Dopo due anni di austerità, anni ‘80, spallone da rugbista, nero e glitter, è tempo di cambiare aria e quest’aria in passerella è arrivata eccome: la crisi non è più di moda.

La gente non ha più voglia di sentirne parlare, vuole uscire dalla pesantezza generata da questo periodo, prendersi meno sul serio, divertirsi di più; questo però non può essere tradotto come un taglio netto con la realtà, il dramma c’è sempre, ma cambia l’occhio di chi lo guarda.

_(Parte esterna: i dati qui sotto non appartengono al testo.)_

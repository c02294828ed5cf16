pub mod controller;
pub mod services;
//! Paragraph reflow and language aggregation for extracted document text.

use crate::domain::model::{ChunkLanguage, LanguageScore};
use crate::domain::ports::LanguageDetector;

pub const DEFAULT_CHUNK_MIN_CHARS: usize = 40;
pub const DEFAULT_DOC_CHAR_LIMIT: usize = 300_000;
pub const MAX_TEXT_CHARS: usize = 1_000_000;

const PREVIEW_CHARS: usize = 120;
const PARAGRAPH_SEPARATOR_CHARS: usize = 2;
const SENTENCE_TERMINATORS: [char; 6] = ['.', '!', '?', '…', ':', ';'];

/// Collapses runs of spaces and tabs, then trims.
pub fn clean(s: &str) -> String {
    s.split([' ', '\t'])
        .filter(|part| !part.is_empty())
        .collect::<Vec<_>>()
        .join(" ")
        .trim()
        .to_string()
}

/// Turns ragged PDF lines into paragraphs.
///
/// A lone newline that does not end a sentence is a soft wrap and becomes a space.
/// Runs of two or more newlines separate paragraphs.
pub fn reflow_paragraphs(raw: &str) -> Vec<String> {
    if raw.is_empty() {
        return Vec::new();
    }

    let normalized = raw.replace("\r\n", "\n").replace('\r', "\n");
    let chars: Vec<char> = normalized.chars().collect();
    let mut merged = String::with_capacity(normalized.len());

    for (i, &c) in chars.iter().enumerate() {
        if c != '\n' {
            merged.push(c);
            continue;
        }
        let prev = i.checked_sub(1).map(|p| chars[p]);
        let next = chars.get(i + 1).copied();
        let in_blank_run = prev == Some('\n') || next == Some('\n');
        let ends_sentence = prev.is_some_and(|p| SENTENCE_TERMINATORS.contains(&p));
        if in_blank_run || ends_sentence {
            merged.push('\n');
        } else {
            merged.push(' ');
        }
    }

    // "\n\n\n" leaves a leading newline on the next piece; trim drops it
    merged
        .split("\n\n")
        .map(str::trim)
        .filter(|p| !clean(p).is_empty())
        .map(str::to_string)
        .collect()
}

/// Normalizes scores to sum to one, highest first.
pub fn normalize_scores(scores: Vec<LanguageScore>) -> Vec<LanguageScore> {
    let total: f64 = scores.iter().map(|s| s.prob).sum();
    let total = if total > 0.0 { total } else { 1.0 };
    let mut out: Vec<LanguageScore> = scores
        .into_iter()
        .map(|s| LanguageScore {
            lang: s.lang,
            prob: s.prob / total,
        })
        .collect();
    out.sort_by(|a, b| b.prob.total_cmp(&a.prob));
    out
}

pub fn detect_text(detector: &dyn LanguageDetector, text: &str, min_chars: usize) -> Vec<LanguageScore> {
    let cleaned = clean(text);
    if cleaned.chars().count() < min_chars {
        return Vec::new();
    }
    normalize_scores(detector.detect(&cleaned))
}

fn preview(paragraph: &str) -> String {
    let mut out: String = paragraph.chars().take(PREVIEW_CHARS).collect();
    if paragraph.chars().count() > PREVIEW_CHARS {
        out.push('…');
    }
    out
}

pub fn build_chunks(
    detector: &dyn LanguageDetector,
    paragraphs: &[String],
    min_chars: usize,
) -> Vec<ChunkLanguage> {
    let mut cursor = 0;
    paragraphs
        .iter()
        .enumerate()
        .map(|(index, paragraph)| {
            let start = cursor;
            let end = start + paragraph.chars().count();
            cursor = end + PARAGRAPH_SEPARATOR_CHARS;
            ChunkLanguage {
                chunk_index: index,
                start_char: start,
                end_char: end,
                text_preview: preview(paragraph),
                languages: detect_text(detector, paragraph, min_chars),
            }
        })
        .collect()
}

/// Averages chunk probabilities into document-level languages.
pub fn document_languages(chunks: &[ChunkLanguage]) -> Vec<LanguageScore> {
    let mut totals: Vec<(String, f64)> = Vec::new();
    for score in chunks.iter().flat_map(|chunk| chunk.languages.iter()) {
        match totals.iter_mut().find(|(lang, _)| *lang == score.lang) {
            Some((_, prob)) => *prob += score.prob,
            None => totals.push((score.lang.clone(), score.prob)),
        }
    }
    if totals.is_empty() {
        return Vec::new();
    }
    normalize_scores(
        totals
            .into_iter()
            .map(|(lang, prob)| LanguageScore { lang, prob })
            .collect(),
    )
}

#[derive(Debug, Clone)]
pub struct TextAnalysis {
    pub document_languages: Vec<LanguageScore>,
    pub top_language: Option<String>,
    pub per_chunk: Option<Vec<ChunkLanguage>>,
    pub paragraphs_detected: usize,
}

pub fn analyze_text(
    detector: &dyn LanguageDetector,
    raw: &str,
    min_chars: usize,
    include_chunks: bool,
) -> TextAnalysis {
    let paragraphs = reflow_paragraphs(raw);
    let chunks = build_chunks(detector, &paragraphs, min_chars);
    let document_languages = document_languages(&chunks);
    let top_language = document_languages.first().map(|s| s.lang.clone());

    TextAnalysis {
        document_languages,
        top_language,
        per_chunk: include_chunks.then_some(chunks),
        paragraphs_detected: paragraphs.len(),
    }
}

#[cfg(test)]
mod tests {
    use super::*;

    /// Cyrillic text is "ru", everything else "en".
    struct ScriptDetector;

    impl LanguageDetector for ScriptDetector {
        fn detect(&self, text: &str) -> Vec<LanguageScore> {
            let cyrillic = text
                .chars()
                .filter(|c| ('\u{0400}'..='\u{04FF}').contains(c))
                .count();
            let lang = if cyrillic * 2 > text.chars().count() { "ru" } else { "en" };
            vec![LanguageScore {
                lang: lang.to_string(),
                prob: 0.9,
            }]
        }
    }

    #[test]
    fn test_clean_collapses_spaces() {
        assert_eq!(clean("  a \t\t b  "), "a b");
        assert_eq!(clean(""), "");
    }

    #[test]
    fn test_reflow_merges_soft_wraps() {
        let raw = "This line wraps\nonto the next one.\nNew sentence line\n\nSecond paragraph";
        let paragraphs = reflow_paragraphs(raw);
        assert_eq!(
            paragraphs,
            vec![
                "This line wraps onto the next one.\nNew sentence line".to_string(),
                "Second paragraph".to_string()
            ]
        );
    }

    #[test]
    fn test_reflow_handles_crlf_and_blank_noise() {
        let raw = "First\r\n\r\n   \n\nSecond\rline";
        let paragraphs = reflow_paragraphs(raw);
        assert_eq!(paragraphs, vec!["First".to_string(), "Second line".to_string()]);
        assert!(reflow_paragraphs("").is_empty());
    }

    #[test]
    fn test_build_chunks_offsets_and_preview() {
        let long = "x".repeat(130);
        let paragraphs = vec!["short".to_string(), long.clone()];
        let chunks = build_chunks(&ScriptDetector, &paragraphs, 40);

        assert_eq!(chunks[0].start_char, 0);
        assert_eq!(chunks[0].end_char, 5);
        assert!(chunks[0].languages.is_empty());
        assert_eq!(chunks[1].start_char, 7);
        assert_eq!(chunks[1].end_char, 137);
        assert_eq!(chunks[1].text_preview.chars().count(), 121);
        assert!(chunks[1].text_preview.ends_with('…'));
        assert_eq!(chunks[1].languages[0].prob, 1.0);
    }

    #[test]
    fn test_document_languages_vote() {
        let raw = "The seller shall deliver the goods within the agreed time frame.\n\n\
                   Продавец обязуется поставить товар в согласованные сроки поставки.\n\n\
                   Payment is made in Russian rubles by bank transfer to the account.";
        let analysis = analyze_text(&ScriptDetector, raw, 40, false);

        assert_eq!(analysis.paragraphs_detected, 3);
        assert!(analysis.per_chunk.is_none());
        assert_eq!(analysis.top_language.as_deref(), Some("en"));
        let en = &analysis.document_languages[0];
        assert!((en.prob - 2.0 / 3.0).abs() < 1e-9);
        assert_eq!(analysis.document_languages[1].lang, "ru");
    }

    #[test]
    fn test_short_text_has_no_languages() {
        let analysis = analyze_text(&ScriptDetector, "Too short", 40, true);
        assert!(analysis.document_languages.is_empty());
        assert!(analysis.top_language.is_none());
        assert_eq!(analysis.per_chunk.map(|c| c.len()), Some(1));
    }
}
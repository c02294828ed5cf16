//! poppler-utils (`pdftotext`, `pdftoppm`, `pdfinfo`) behind the PDF ports.

use crate::domain::ports::{PageRasterizer, TextLayerExtractor};
use crate::utils::error::{PhototypeError, Result};
use image::DynamicImage;
use std::path::{Path, PathBuf};
use std::process::{Command, Output};
use tempfile::TempDir;

/// Install locations checked when poppler is neither on PATH nor configured.
const WELL_KNOWN_DIRS: &[&str] = &[
    r"C:\Program Files\poppler\Library\bin",
    r"C:\Program Files\poppler\bin",
    r"C:\poppler\Library\bin",
    r"C:\poppler\bin",
    "/opt/homebrew/bin",
    "/usr/local/bin",
];

#[derive(Debug, Clone, Default)]
pub struct PopplerTools {
    /// Directory holding the binaries; `None` means "rely on PATH"
    bin_dir: Option<PathBuf>,
}

/// Where `pdfinfo` lives: PATH first, then `configured`, then well-known dirs.
pub fn find_poppler_path(configured: Option<&Path>) -> Option<PathBuf> {
    if let Ok(found) = which::which("pdfinfo") {
        return found.parent().map(Path::to_path_buf);
    }
    configured
        .map(Path::to_path_buf)
        .into_iter()
        .chain(WELL_KNOWN_DIRS.iter().map(PathBuf::from))
        .find(|dir| has_binary(dir, "pdfinfo"))
}

fn has_binary(dir: &Path, name: &str) -> bool {
    dir.join(name).is_file() || dir.join(format!("{}.exe", name)).is_file()
}

impl PopplerTools {
    pub fn new(bin_dir: Option<PathBuf>) -> Self {
        Self { bin_dir }
    }

    /// 依照 PATH、設定值、常見安裝路徑的順序尋找 poppler
    pub fn discover(configured: Option<&Path>) -> Self {
        let bin_dir = find_poppler_path(configured);
        match &bin_dir {
            Some(dir) => tracing::info!("Using poppler from {}", dir.display()),
            None => tracing::warn!("poppler not found, PDF conversion will fail"),
        }
        Self { bin_dir }
    }

    pub fn bin_dir(&self) -> Option<&Path> {
        self.bin_dir.as_deref()
    }

    fn command(&self, tool: &str) -> Command {
        match &self.bin_dir {
            Some(dir) if has_binary(dir, tool) => Command::new(dir.join(tool)),
            _ => Command::new(tool),
        }
    }

    fn run(&self, tool: &str, configure: impl FnOnce(&mut Command)) -> Result<Output> {
        let mut command = self.command(tool);
        configure(&mut command);
        let output = command.output().map_err(|e| match e.kind() {
            std::io::ErrorKind::NotFound => PhototypeError::ToolNotFound {
                tool: tool.to_string(),
            },
            _ => PhototypeError::IoError(e),
        })?;
        if !output.status.success() {
            return Err(PhototypeError::ExtractionError {
                message: format!(
                    "{} failed: {}",
                    tool,
                    String::from_utf8_lossy(&output.stderr).trim()
                ),
            });
        }
        Ok(output)
    }

    /// `pdfinfo -v` 的版本字串，用於健康檢查
    pub fn check_pdfinfo(&self) -> Result<String> {
        let output = self.run("pdfinfo", |cmd| {
            cmd.arg("-v");
        })?;
        // pdfinfo prints its version to stderr
        let banner = if output.stderr.is_empty() {
            &output.stdout
        } else {
            &output.stderr
        };
        Ok(String::from_utf8_lossy(banner)
            .lines()
            .next()
            .unwrap_or_default()
            .trim()
            .to_string())
    }

    fn stage_pdf(pdf: &[u8]) -> Result<(TempDir, PathBuf)> {
        let dir = TempDir::new()?;
        let path = dir.path().join("input.pdf");
        std::fs::write(&path, pdf)?;
        Ok((dir, path))
    }
}

impl TextLayerExtractor for PopplerTools {
    fn extract_text(&self, pdf: &[u8], char_limit: usize) -> Result<String> {
        let (_dir, pdf_path) = Self::stage_pdf(pdf)?;
        let output = self.run("pdftotext", |cmd| {
            cmd.args(["-enc", "UTF-8"]).arg(&pdf_path).arg("-");
        })?;
        // form feeds separate pages
        let text = String::from_utf8_lossy(&output.stdout).replace('\x0c', "\n");
        Ok(text.chars().take(char_limit).collect())
    }
}

impl PageRasterizer for PopplerTools {
    fn rasterize(&self, pdf: &[u8], dpi: u32) -> Result<Vec<DynamicImage>> {
        let (dir, pdf_path) = Self::stage_pdf(pdf)?;
        let prefix = dir.path().join("page");
        let dpi = dpi.to_string();
        self.run("pdftoppm", |cmd| {
            cmd.args(["-png", "-r", &dpi]).arg(&pdf_path).arg(&prefix);
        })?;

        // page-1.png, page-01.png, ... all share a width per run, so names sort in order
        let mut pages: Vec<PathBuf> = std::fs::read_dir(dir.path())?
            .filter_map(|entry| entry.ok())
            .map(|entry| entry.path())
            .filter(|path| path.extension().is_some_and(|ext| ext == "png"))
            .collect();
        pages.sort();

        if pages.is_empty() {
            return Err(PhototypeError::ExtractionError {
                message: "pdftoppm produced no pages".to_string(),
            });
        }
        pages
            .iter()
            .map(|page| image::open(page).map_err(PhototypeError::from))
            .collect()
    }
}

#[cfg(test)]
mod tests {
    use super::*;

    #[test]
    fn test_missing_tool_maps_to_tool_not_found() {
        let tools = PopplerTools::new(None);
        let err = tools
            .run("phototype-definitely-missing-tool", |_| {})
            .unwrap_err();
        assert!(matches!(err, PhototypeError::ToolNotFound { .. }));
    }

    #[test]
    fn test_has_binary_checks_directory() {
        let dir = TempDir::new().unwrap();
        assert!(!has_binary(dir.path(), "pdfinfo"));
        std::fs::write(dir.path().join("pdfinfo"), b"").unwrap();
        assert!(has_binary(dir.path(), "pdfinfo"));
    }
}
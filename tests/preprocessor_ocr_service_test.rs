mod common;

use axum::http::StatusCode;
use common::{body_json, get_request, json_request, upload_request};
use image::{DynamicImage, Rgb, RgbImage};
use phototype::adapters::PopplerTools;
use phototype::app::services::ocr::{self, OcrState};
use phototype::app::services::preprocessor::{self, PreprocessorState};
use phototype::domain::ports::{OcrEngine, PageRasterizer};
use phototype::{PhototypeError, Result};
use serde_json::json;
use std::path::Path;
use std::sync::Arc;
use tempfile::TempDir;
use tower::ServiceExt;

/// Every "PDF" renders as one page with a paragraph and a heading.
struct FakeRasterizer;

impl PageRasterizer for FakeRasterizer {
    fn rasterize(&self, pdf: &[u8], _dpi: u32) -> Result<Vec<DynamicImage>> {
        if pdf == b"broken" {
            return Err(PhototypeError::ExtractionError {
                message: "pdftoppm failed".to_string(),
            });
        }
        let mut page = RgbImage::from_pixel(600, 800, Rgb([255, 255, 255]));
        for (x, y, w, h) in [(50, 100, 400, 12), (50, 120, 380, 12), (50, 400, 300, 120)] {
            for px in x..x + w {
                for py in y..y + h {
                    page.put_pixel(px, py, Rgb([0, 0, 0]));
                }
            }
        }
        Ok(vec![DynamicImage::ImageRgb8(page)])
    }
}

/// Returns the file name as the recognised text; `fail` in the name is an OCR error.
struct EchoEngine;

impl OcrEngine for EchoEngine {
    fn recognize(&self, image: &Path, language: &str) -> Result<String> {
        let name = image.file_name().unwrap().to_string_lossy().into_owned();
        if name.contains("fail") {
            return Err(PhototypeError::ExtractionError {
                message: "tesseract failed".to_string(),
            });
        }
        Ok(format!("{}:{}", language, name))
    }

    fn method(&self) -> &'static str {
        "tesseract"
    }
}

fn preprocessor_app(output_dir: &Path) -> axum::Router {
    preprocessor::create_router(PreprocessorState {
        rasterizer: Arc::new(FakeRasterizer),
        poppler: PopplerTools::new(None),
        output_dir: output_dir.to_path_buf(),
        dpi: 200,
        enhance_dpi: 400,
    })
}

fn ocr_app(processed_dir: &Path) -> axum::Router {
    ocr::create_router(OcrState {
        engine: Arc::new(EchoEngine),
        service_name: "ocr-ru".to_string(),
        language: "ru".to_string(),
        processed_dir: processed_dir.to_path_buf(),
    })
}

#[tokio::test]
async fn test_preprocess_saves_blocks_and_metadata() {
    let dir = TempDir::new().unwrap();
    let response = preprocessor_app(dir.path())
        .oneshot(upload_request("/preprocess/", "scan 01.pdf", "application/pdf", b"%PDF"))
        .await
        .unwrap();
    assert_eq!(response.status(), StatusCode::OK);

    let body = body_json(response).await;
    assert_eq!(body["filename"], "scan 01.pdf");
    assert_eq!(body["pages"], 1);
    let blocks = body["segments"][0]["blocks"].as_array().unwrap();
    assert_eq!(blocks.len(), 2);
    assert_eq!(blocks[0]["type"], "paragraph");

    let saved = body["saved_files"].as_array().unwrap();
    assert_eq!(saved.len(), 2);
    for file in saved {
        let path = Path::new(file.as_str().unwrap());
        assert!(path.exists());
        assert!(path
            .file_name()
            .unwrap()
            .to_string_lossy()
            .starts_with("scan_01_page1_block"));
    }

    let metadata: serde_json::Value =
        serde_json::from_slice(&std::fs::read(dir.path().join("scan_01_metadata.json")).unwrap())
            .unwrap();
    assert_eq!(metadata["saved_files"], body["saved_files"]);
}

#[tokio::test]
async fn test_preprocess_errors() {
    let dir = TempDir::new().unwrap();
    let response = preprocessor_app(dir.path())
        .oneshot(upload_request("/preprocess/", "broken.pdf", "application/pdf", b"broken"))
        .await
        .unwrap();
    assert_eq!(response.status(), StatusCode::INTERNAL_SERVER_ERROR);
    assert!(body_json(response).await["detail"]
        .as_str()
        .unwrap()
        .contains("pdftoppm failed"));
}

#[tokio::test]
async fn test_enhance_endpoint() {
    let dir = TempDir::new().unwrap();
    let response = preprocessor_app(dir.path())
        .oneshot(upload_request("/enhance/", "scan.pdf", "application/pdf", b"%PDF"))
        .await
        .unwrap();
    assert_eq!(response.status(), StatusCode::OK);

    let body = body_json(response).await;
    assert_eq!(body["status"], "success");
    assert_eq!(body["pages"], 1);
    assert!(dir.path().join("scan").join("page_001.png").exists());

    let response = preprocessor_app(dir.path())
        .oneshot(upload_request("/enhance/", "bad.pdf", "application/pdf", b"broken"))
        .await
        .unwrap();
    let body = body_json(response).await;
    assert_eq!(body["status"], "failed");
}

#[tokio::test]
async fn test_preprocessor_healthz_reports_poppler() {
    let dir = TempDir::new().unwrap();
    let response = preprocessor_app(dir.path())
        .oneshot(get_request("/healthz"))
        .await
        .unwrap();
    assert_eq!(response.status(), StatusCode::OK);

    let body = body_json(response).await;
    assert_eq!(body["status"], "ok");
    assert!(body["poppler"]["available"].is_boolean());
}

#[tokio::test]
async fn test_ocr_recognises_blocks_in_order() {
    let dir = TempDir::new().unwrap();
    for name in ["a_page1_block0.png", "a_page1_block1.png", "a_page1_fail.png"] {
        std::fs::write(dir.path().join(name), b"png").unwrap();
    }
    let file = |name: &str| dir.path().join(name).to_string_lossy().into_owned();

    let response = ocr_app(dir.path())
        .oneshot(json_request(
            "/ocr",
            json!({
                "files": [
                    file("a_page1_block0.png"),
                    file("a_page1_fail.png"),
                    file("missing.png"),
                    file("a_page1_block1.png")
                ]
            }),
        ))
        .await
        .unwrap();
    assert_eq!(response.status(), StatusCode::OK);

    let body = body_json(response).await;
    assert_eq!(body["text"], "ru:a_page1_block0.png\n\nru:a_page1_block1.png");
    assert_eq!(body["processed_files"].as_array().unwrap().len(), 2);
    assert_eq!(
        body["failed_files"],
        json!([file("a_page1_fail.png"), file("missing.png")])
    );
    assert_eq!(body["ocr_language"], "ru");
    assert_eq!(body["method"], "tesseract");
}

#[tokio::test]
async fn test_ocr_rejects_files_outside_processed_dir() {
    let processed = TempDir::new().unwrap();
    let elsewhere = TempDir::new().unwrap();
    let outside = elsewhere.path().join("secret.png");
    std::fs::write(&outside, b"png").unwrap();

    let response = ocr_app(processed.path())
        .oneshot(json_request(
            "/ocr",
            json!({"files": [outside.to_string_lossy()], "language": "en"}),
        ))
        .await
        .unwrap();
    assert_eq!(response.status(), StatusCode::FORBIDDEN);

    let response = ocr_app(processed.path())
        .oneshot(get_request("/healthz"))
        .await
        .unwrap();
    assert_eq!(
        body_json(response).await,
        json!({"status": "ok", "service": "ocr-ru", "language": "ru"})
    );
}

“L’Insostenibile leggerezza dell’essere è in realtà un’amara constatazione dell’ineluttabile pesantezza del vivere”.

Lezioni americane, Italo Calvino

Adattata alla moda suonerebbe pressappoco così: siamo talmente malridotti e senza prospettiva che almeno in passerella vogliamo poter sognare.

Se la pesantezza del vivere è il riscontro quotidiano traballante e avvilente, la leggerezza dell’essere traduce i sentimenti, i sogni, i gusti della gente.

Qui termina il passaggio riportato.